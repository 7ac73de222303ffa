use std::fmt;

use axum::http::StatusCode;
use axum::response::{IntoResponse, Response};
use chrono::NaiveDateTime;
use rusqlite::ErrorCode;
use serde::Serialize;

use crate::models::availability::to_human_readable;
use crate::models::{
    Availability, AvailabilityKindError, GroupClass, PtSession, TimeWindow, WindowError,
};

#[derive(Debug, Clone, Copy, PartialEq, Eq, Serialize)]
#[serde(rename_all = "snake_case")]
pub enum EntityKind {
    Member,
    Trainer,
    Room,
    GroupClass,
}

impl fmt::Display for EntityKind {
    fn fmt(&self, f: &mut fmt::Formatter<'_>) -> fmt::Result {
        f.write_str(match self {
            EntityKind::Member => "member",
            EntityKind::Trainer => "trainer",
            EntityKind::Room => "room",
            EntityKind::GroupClass => "class",
        })
    }
}

/// Whose calendar a conflict was found on.
#[derive(Debug, Clone, Copy, PartialEq, Eq, Serialize)]
#[serde(rename_all = "snake_case")]
pub enum Subject {
    Member,
    Trainer,
    Room,
}

impl fmt::Display for Subject {
    fn fmt(&self, f: &mut fmt::Formatter<'_>) -> fmt::Result {
        f.write_str(match self {
            Subject::Member => "member",
            Subject::Trainer => "trainer",
            Subject::Room => "room",
        })
    }
}

/// The existing booking that blocks a new one.
#[derive(Debug, Clone, PartialEq, Serialize)]
#[serde(tag = "type", rename_all = "snake_case")]
pub enum ConflictingBooking {
    Session(PtSession),
    Class(GroupClass),
}

impl fmt::Display for ConflictingBooking {
    fn fmt(&self, f: &mut fmt::Formatter<'_>) -> fmt::Result {
        match self {
            ConflictingBooking::Session(s) => write!(
                f,
                "session {} on {} {}-{}",
                s.id,
                s.date,
                s.start.format("%H:%M"),
                s.end.format("%H:%M")
            ),
            ConflictingBooking::Class(c) => write!(
                f,
                "class '{}' at {} ({} min)",
                c.title,
                c.schedule_time.format("%Y-%m-%d %H:%M"),
                c.duration_minutes
            ),
        }
    }
}

#[derive(Debug, thiserror::Error)]
pub enum BookingError {
    #[error("{kind} {id} not found")]
    NotFound { kind: EntityKind, id: i64 },

    #[error("{subject} is already booked during that time: {existing}")]
    Conflict {
        subject: Subject,
        existing: Box<ConflictingBooking>,
    },

    #[error("trainer {trainer_id} is not available for {requested}")]
    Unavailable {
        trainer_id: i64,
        requested: TimeWindow,
        availability: Vec<Availability>,
    },

    #[error("capacity {requested} exceeds the maximum of {max}")]
    CapacityExceeded { requested: i64, max: i64 },

    #[error("capacity must be at least 1, got {0}")]
    InvalidCapacity(i64),

    #[error("invalid time window: {reason}")]
    InvalidWindow { reason: String },

    #[error("another booking committed first, retry: {0}")]
    TransientConflict(String),

    #[error("database error: {0}")]
    Database(rusqlite::Error),
}

#[derive(Debug, thiserror::Error)]
pub enum RegistrationError {
    #[error("{kind} {id} not found")]
    NotFound { kind: EntityKind, id: i64 },

    #[error("class {class_id} started at {schedule_time}, registration is closed")]
    PastDeadline {
        class_id: i64,
        schedule_time: NaiveDateTime,
    },

    #[error("member {member_id} is already registered for class {class_id}")]
    DuplicateRegistration { member_id: i64, class_id: i64 },

    #[error("class is full: {requested} registrations would exceed capacity {max}")]
    CapacityExceeded { requested: i64, max: i64 },

    #[error("another registration committed first, retry: {0}")]
    TransientConflict(String),

    #[error("database error: {0}")]
    Database(rusqlite::Error),
}

#[derive(Debug, thiserror::Error)]
pub enum AvailabilityError {
    #[error("{kind} {id} not found")]
    NotFound { kind: EntityKind, id: i64 },

    #[error("invalid availability: {reason}")]
    InvalidWindow { reason: String },

    #[error("overlaps existing availability {existing_window}")]
    Overlap {
        existing: Box<Availability>,
        existing_window: String,
    },

    #[error("another change committed first, retry: {0}")]
    TransientConflict(String),

    #[error("database error: {0}")]
    Database(rusqlite::Error),
}

/// SQLite gave up waiting for the write lock: another writer won the race.
pub(crate) fn is_transient(e: &rusqlite::Error) -> bool {
    matches!(
        e.sqlite_error_code(),
        Some(ErrorCode::DatabaseBusy) | Some(ErrorCode::DatabaseLocked)
    )
}

pub(crate) fn is_unique_violation(e: &rusqlite::Error) -> bool {
    matches!(
        e,
        rusqlite::Error::SqliteFailure(err, _)
            if err.extended_code == rusqlite::ffi::SQLITE_CONSTRAINT_UNIQUE
    )
}

pub(crate) fn is_foreign_key_violation(e: &rusqlite::Error) -> bool {
    matches!(
        e,
        rusqlite::Error::SqliteFailure(err, _)
            if err.extended_code == rusqlite::ffi::SQLITE_CONSTRAINT_FOREIGNKEY
    )
}

impl From<rusqlite::Error> for BookingError {
    fn from(e: rusqlite::Error) -> Self {
        if is_transient(&e) {
            BookingError::TransientConflict(e.to_string())
        } else {
            BookingError::Database(e)
        }
    }
}

impl From<rusqlite::Error> for RegistrationError {
    fn from(e: rusqlite::Error) -> Self {
        if is_transient(&e) {
            RegistrationError::TransientConflict(e.to_string())
        } else {
            RegistrationError::Database(e)
        }
    }
}

impl From<rusqlite::Error> for AvailabilityError {
    fn from(e: rusqlite::Error) -> Self {
        if is_transient(&e) {
            AvailabilityError::TransientConflict(e.to_string())
        } else {
            AvailabilityError::Database(e)
        }
    }
}

impl From<WindowError> for BookingError {
    fn from(e: WindowError) -> Self {
        BookingError::InvalidWindow {
            reason: e.to_string(),
        }
    }
}

impl From<WindowError> for AvailabilityError {
    fn from(e: WindowError) -> Self {
        AvailabilityError::InvalidWindow {
            reason: e.to_string(),
        }
    }
}

impl From<AvailabilityKindError> for AvailabilityError {
    fn from(e: AvailabilityKindError) -> Self {
        AvailabilityError::InvalidWindow {
            reason: e.to_string(),
        }
    }
}

#[derive(Debug, thiserror::Error)]
pub enum AppError {
    #[error(transparent)]
    Booking(#[from] BookingError),

    #[error(transparent)]
    Registration(#[from] RegistrationError),

    #[error(transparent)]
    Availability(#[from] AvailabilityError),

    #[error("database error: {0}")]
    Database(#[from] rusqlite::Error),

    #[error("bad request: {0}")]
    BadRequest(String),
}

impl AppError {
    fn status_and_kind(&self) -> (StatusCode, &'static str) {
        match self {
            AppError::Booking(e) => match e {
                BookingError::NotFound { .. } => (StatusCode::NOT_FOUND, "not_found"),
                BookingError::Conflict { .. } => (StatusCode::CONFLICT, "conflict"),
                BookingError::Unavailable { .. } => {
                    (StatusCode::UNPROCESSABLE_ENTITY, "unavailable")
                }
                BookingError::CapacityExceeded { .. } => {
                    (StatusCode::CONFLICT, "capacity_exceeded")
                }
                BookingError::InvalidCapacity(_) => (StatusCode::BAD_REQUEST, "invalid_capacity"),
                BookingError::InvalidWindow { .. } => (StatusCode::BAD_REQUEST, "invalid_window"),
                BookingError::TransientConflict(_) => {
                    (StatusCode::SERVICE_UNAVAILABLE, "transient_conflict")
                }
                BookingError::Database(_) => (StatusCode::INTERNAL_SERVER_ERROR, "database"),
            },
            AppError::Registration(e) => match e {
                RegistrationError::NotFound { .. } => (StatusCode::NOT_FOUND, "not_found"),
                RegistrationError::PastDeadline { .. } => {
                    (StatusCode::UNPROCESSABLE_ENTITY, "past_deadline")
                }
                RegistrationError::DuplicateRegistration { .. } => {
                    (StatusCode::CONFLICT, "duplicate_registration")
                }
                RegistrationError::CapacityExceeded { .. } => {
                    (StatusCode::CONFLICT, "capacity_exceeded")
                }
                RegistrationError::TransientConflict(_) => {
                    (StatusCode::SERVICE_UNAVAILABLE, "transient_conflict")
                }
                RegistrationError::Database(_) => (StatusCode::INTERNAL_SERVER_ERROR, "database"),
            },
            AppError::Availability(e) => match e {
                AvailabilityError::NotFound { .. } => (StatusCode::NOT_FOUND, "not_found"),
                AvailabilityError::InvalidWindow { .. } => {
                    (StatusCode::BAD_REQUEST, "invalid_window")
                }
                AvailabilityError::Overlap { .. } => (StatusCode::CONFLICT, "overlap"),
                AvailabilityError::TransientConflict(_) => {
                    (StatusCode::SERVICE_UNAVAILABLE, "transient_conflict")
                }
                AvailabilityError::Database(_) => (StatusCode::INTERNAL_SERVER_ERROR, "database"),
            },
            AppError::Database(_) => (StatusCode::INTERNAL_SERVER_ERROR, "database"),
            AppError::BadRequest(_) => (StatusCode::BAD_REQUEST, "bad_request"),
        }
    }
}

impl IntoResponse for AppError {
    fn into_response(self) -> Response {
        let (status, kind) = self.status_and_kind();
        if status.is_server_error() {
            tracing::error!(error = %self, kind, "request failed");
        }

        let mut body = serde_json::json!({ "error": self.to_string(), "kind": kind });
        match &self {
            AppError::Booking(BookingError::Unavailable { availability, .. }) => {
                body["availability"] = serde_json::json!(availability);
                body["hours"] = serde_json::json!(to_human_readable(availability));
            }
            AppError::Booking(BookingError::Conflict { subject, existing }) => {
                body["subject"] = serde_json::json!(subject);
                body["existing"] = serde_json::json!(existing);
            }
            _ => {}
        }

        (status, axum::Json(body)).into_response()
    }
}

#[cfg(test)]
mod tests {
    use super::*;

    #[test]
    fn test_busy_is_transient() {
        let busy = rusqlite::Error::SqliteFailure(
            rusqlite::ffi::Error::new(rusqlite::ffi::SQLITE_BUSY),
            Some("database is locked".to_string()),
        );
        assert!(matches!(
            RegistrationError::from(busy),
            RegistrationError::TransientConflict(_)
        ));
    }

    #[test]
    fn test_other_sqlite_errors_are_not_transient() {
        let err = BookingError::from(rusqlite::Error::QueryReturnedNoRows);
        assert!(matches!(err, BookingError::Database(_)));
    }

    #[test]
    fn test_constraint_violation_detection() {
        let unique = rusqlite::Error::SqliteFailure(
            rusqlite::ffi::Error::new(rusqlite::ffi::SQLITE_CONSTRAINT_UNIQUE),
            None,
        );
        assert!(is_unique_violation(&unique));
        assert!(!is_unique_violation(&rusqlite::Error::QueryReturnedNoRows));

        let fk = rusqlite::Error::SqliteFailure(
            rusqlite::ffi::Error::new(rusqlite::ffi::SQLITE_CONSTRAINT_FOREIGNKEY),
            None,
        );
        assert!(is_foreign_key_violation(&fk));
        assert!(!is_unique_violation(&fk));
        assert!(!is_foreign_key_violation(&unique));
    }

    #[test]
    fn test_status_codes() {
        let not_found = AppError::from(BookingError::NotFound {
            kind: EntityKind::Room,
            id: 7,
        });
        assert_eq!(not_found.status_and_kind().0, StatusCode::NOT_FOUND);
        assert_eq!(not_found.to_string(), "room 7 not found");

        let full = AppError::from(RegistrationError::CapacityExceeded {
            requested: 16,
            max: 15,
        });
        assert_eq!(full.status_and_kind(), (StatusCode::CONFLICT, "capacity_exceeded"));

        let retry = AppError::from(RegistrationError::TransientConflict("busy".into()));
        assert_eq!(retry.status_and_kind().0, StatusCode::SERVICE_UNAVAILABLE);
    }
}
···
* _Work instructions_: The string "enum" marks the lines to copy; report each of them from the data above.

* _Answer to the exercise_:
pub enum EntityKind {
pub enum Subject {
pub enum ConflictingBooking {
pub enum BookingError {
pub enum RegistrationError {
pub enum AvailabilityError {
pub enum AppError {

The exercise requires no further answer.